Justice Austin referred to a number of principles in ascertaining whether there is oppression. These include the following:
- Courts must be slow to interfere with the responsibility of management. The mere fact that decisions may adversely affect the applicant is insufficient. The applicant needs to show that there is a lack of good faith or that no reasonable board could have come to the decision reached.
- Unfairness is assessed objectively in the eyes of a commercial bystander. Would reasonable directors consider the matter unfair?
- Improper exclusion from a legitimate expectation to participate in the management of a company may be oppressive. Is there some good reason for the extinguishment of the expectation?
- Unfairness does not lie in the exclusion alone, but in exclusion without a reasonable offer to buy the excluded shareholder’s shares.
- The extent to which the minority shareholder has “baited” the majority shareholder to act in an oppressive matter can be relevant.
- There is no basis for an oppression claim where the conduct is undertaken with the “acquiescence or consent” of the applicant.
- Relief will generally be inappropriate as a matter of discretion if there is no continuing oppression.
On the evidence Justice Austin determined that Sayer was not contractually bound to buy Tomanovic’s shares and that there was no estoppel.
He also found that there had been no oppression (and therefore did not order a buy out of Tomanovic’s shares).
The protracted negotiations did not generate a “legitimate expectation” to buy out the shares, and did not constitute oppression if Sayer failed to do so. The mere fact a person is unable to dispose of his or her shares is not oppression.
A lack of trust or breakdown between the shareholders is not a ground of oppression.

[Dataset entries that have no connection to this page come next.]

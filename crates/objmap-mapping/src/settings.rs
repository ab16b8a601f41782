//! Mapper settings
//!
//! Settings can be built in code or loaded from YAML:
//!
//! ```yaml
//! conventions:
//!   enabled: true
//!   ignore_case: true
//! max_depth: 32
//! ```

use serde::{Deserialize, Serialize};
use std::path::Path;
use thiserror::Error;

/// Errors raised while loading settings
#[derive(Error, Debug)]
pub enum SettingsError {
    #[error("IO error: {0}")]
    Io(#[from] std::io::Error),

    #[error("Failed to parse settings: {message}")]
    Parse {
        message: String,
        line: Option<usize>,
        column: Option<usize>,
    },
}

/// How unbound constructor parameters are matched against source members
#[derive(Debug, Clone, Copy, PartialEq, Eq, Serialize, Deserialize)]
#[serde(default)]
pub struct ConventionSettings {
    /// Fill unbound parameters from source members at all
    pub enabled: bool,
    /// Accept a member whose name differs from the parameter only in ASCII case
    pub ignore_case: bool,
}

impl Default for ConventionSettings {
    fn default() -> Self {
        Self {
            enabled: true,
            ignore_case: true,
        }
    }
}

/// Settings shared by every type map of a configuration
#[derive(Debug, Clone, PartialEq, Eq, Serialize, Deserialize)]
#[serde(default)]
pub struct MapperSettings {
    /// Convention-based parameter resolution
    pub conventions: ConventionSettings,
    /// Maximum nesting of maps started from contextual functions
    pub max_depth: usize,
}

impl Default for MapperSettings {
    fn default() -> Self {
        Self {
            conventions: ConventionSettings::default(),
            max_depth: 32,
        }
    }
}

impl MapperSettings {
    /// Parse settings from YAML
    ///
    /// # Errors
    ///
    /// Returns an error when YAML parsing fails.
    pub fn from_yaml_str(yaml: &str) -> Result<Self, SettingsError> {
        serde_yaml::from_str(yaml).map_err(|e| SettingsError::Parse {
            message: e.to_string(),
            line: e.location().map(|l| l.line()),
            column: e.location().map(|l| l.column()),
        })
    }

    /// Load settings from a YAML file
    ///
    /// # Errors
    ///
    /// Returns an error when the file cannot be read or parsed.
    pub fn from_file(path: impl AsRef<Path>) -> Result<Self, SettingsError> {
        let content = std::fs::read_to_string(path)?;
        Self::from_yaml_str(&content)
    }

    /// Serialize settings to YAML
    ///
    /// # Errors
    ///
    /// Returns an error when serialization fails.
    pub fn to_yaml(&self) -> Result<String, SettingsError> {
        serde_yaml::to_string(self).map_err(|e| SettingsError::Parse {
            message: e.to_string(),
            line: None,
            column: None,
        })
    }
}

The court also declined to make a winding up order on the just and equitable ground set out in section 461(1)(k).
For a ”breakdown” or a loss of ”confidence” to provide a sufficient basis for a winding up on the just and equitable ground there are two elements that must generally be satisfied:
- First, the nature and degree of the “breakdown” must materially frustrate the commercially viable and sensible operations of the company in accordance with the incorporators’ expectations; and the loss of confidence must be justified.
- Second, there must generally be a restriction upon the transfer of the shareholder’s interest. Where there is no evidence that the board will refuse to register a transfer in favour of a respectable transferee, this factor alone makes it extremely difficult for the applicant to obtain a winding up order on the just and equitable ground in the absence of oppression.
Justice Austin said “it would be unwise to order the winding up of the viable and now reasonably long-standing business, in circumstances where the breakdown in the shareholder relationship is not materially frustrating the commercially viable and sensible operations of the company”.
Sayer was in managerial control of the business and there was no deadlock as Sayer controlled 55% of the company. Tomanovic had not actively participated in the company for a number of years. The business was continuing to operate successfully despite the breakdown in the relationship.
Justice Austin commented that once the legal dust settles he hoped the parties could try again for a mediated resolution. He suggested third-party equity may provide a solution.
Importance of shareholders agreements
Tomanovic is a reminder of the importance of having an appropriate shareholders agreement to deal with issues of shareholder buy-outs.
In the absence of oppression and where the company is not deadlocked and is otherwise functioning profitably, the court may resist the judicial temptation to use the powers under the Corporations Act to find a solution where the parties have been unable to reach a solution by negotiation.